• **What to do**
Every line in the records below between the one holding "if let Err(err)" and the one holding "let busy = !primary.mode().is_paused()", inclusive, is to be set down exactly; all other lines are to be left out.

• **Exercise material**
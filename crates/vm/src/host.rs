//! Host run loop integration.
//!
//! [`ScriptHost`] owns the two long-lived contexts the overworld runs: the
//! primary context for regular scripts and the level context for map and
//! cutscene scripts. Both are created once and reused for the life of the host,
//! and both read and write the host's one set of temporary variables.

use crate::error::ScriptResult;
use crate::execution_context::ScriptExecutionContext;
use crate::execution_mode::StepOutcome;
use crate::temporaries::{SharedTemporaries, TemporaryVars};
use log::{trace, warn};
use overworld_config::EngineConfig;
use std::rc::Rc;

/// Outcome of one host tick for each context.
#[derive(Debug, Clone, PartialEq, Eq)]
pub struct TickReport {
    pub tick: u64,
    pub level: ScriptResult<StepOutcome>,
    pub primary: ScriptResult<StepOutcome>,
}

impl TickReport {
    /// Returns `true` if either context will do work on the next tick.
    pub fn is_active(&self) -> bool {
        matches!(self.level, Ok(StepOutcome::Running))
            || matches!(self.primary, Ok(StepOutcome::Running))
    }

    pub fn has_fault(&self) -> bool {
        self.level.is_err() || self.primary.is_err()
    }
}

/// What the input system may do with player movement this tick.
#[derive(Debug, Clone, Copy, PartialEq, Eq)]
pub struct InputGate {
    pub movement_allowed: bool,
    /// Direction forced by a script, if any.
    pub override_direction: Option<u8>,
}

/// Owner of the primary and level script contexts.
#[derive(Debug)]
pub struct ScriptHost {
    primary: ScriptExecutionContext,
    level: ScriptExecutionContext,
    temporaries: SharedTemporaries,
    ticks: u64,
    faults: u64,
}

impl ScriptHost {
    pub fn new(config: &EngineConfig) -> Self {
        let temporaries = TemporaryVars::shared();
        let mut primary = ScriptExecutionContext::with_config("primary", &config.primary);
        let mut level = ScriptExecutionContext::with_config("level", &config.level);
        primary.share_temporaries(Rc::clone(&temporaries));
        level.share_temporaries(Rc::clone(&temporaries));
        Self {
            primary,
            level,
            temporaries,
            ticks: 0,
            faults: 0,
        }
    }

    pub fn primary(&self) -> &ScriptExecutionContext {
        &self.primary
    }

    pub fn primary_mut(&mut self) -> &mut ScriptExecutionContext {
        &mut self.primary
    }

    pub fn level(&self) -> &ScriptExecutionContext {
        &self.level
    }

    pub fn level_mut(&mut self) -> &mut ScriptExecutionContext {
        &mut self.level
    }

    pub fn temporary(&self, id: u16) -> ScriptResult<u16> {
        self.temporaries.borrow().get(id)
    }

    /// Writes a temporary, e.g. an argument for the next script to read.
    pub fn set_temporary(&mut self, id: u16, value: u16) -> ScriptResult<()> {
        self.temporaries.borrow_mut().set(id, value)
    }

    pub fn temporaries(&self) -> TemporaryVars {
        *self.temporaries.borrow()
    }

    pub fn ticks(&self) -> u64 {
        self.ticks
    }

    /// Number of context faults seen across all ticks.
    pub fn faults(&self) -> u64 {
        self.faults
    }

    /// Steps the level context, then the primary context.
    ///
    /// A fault in one context does not prevent the other from running; the
    /// faulted context has already dropped back to paused.
    pub fn tick(&mut self) -> TickReport {
        self.ticks += 1;
        let level = self.level.step();
        let primary = self.primary.step();
        trace!(
            "tick {}: level={:?} primary={:?}",
            self.ticks,
            level,
            primary
        );
        for (name, result) in [("level", &level), ("primary", &primary)] {
            if let Err(err) = result {
                self.faults += 1;
                warn!("tick {}: {} context stopped: {}", self.ticks, name, err);
            }
        }
        TickReport {
            tick: self.ticks,
            level,
            primary,
        }
    }

    /// Input overrides for the current tick.
    ///
    /// Movement is blocked while the primary context is running or holding a
    /// parked script, unless that script handed input control back.
    pub fn player_input(&self) -> InputGate {
        let primary = &self.primary;
        let busy = !primary.mode().is_paused() || primary.parked().is_some();
        let direction = primary.input_override_direction();
        InputGate {
            movement_allowed: !busy || primary.input_control_enabled(),
            override_direction: (direction != 0).then_some(direction),
        }
    }
}

impl Default for ScriptHost {
    fn default() -> Self {
        Self::new(&EngineConfig::default())
    }
}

• **Finished exercise**
            if let Err(err) = result {
                self.faults += 1;
                warn!("tick {}: {} context stopped: {}", self.ticks, name, err);
            }
        }
        TickReport {
            tick: self.ticks,
            level,
            primary,
        }
    }

    /// Input overrides for the current tick.
    ///
    /// Movement is blocked while the primary context is running or holding a
    /// parked script, unless that script handed input control back.
    pub fn player_input(&self) -> InputGate {
        let primary = &self.primary;
        let busy = !primary.mode().is_paused() || primary.parked().is_some();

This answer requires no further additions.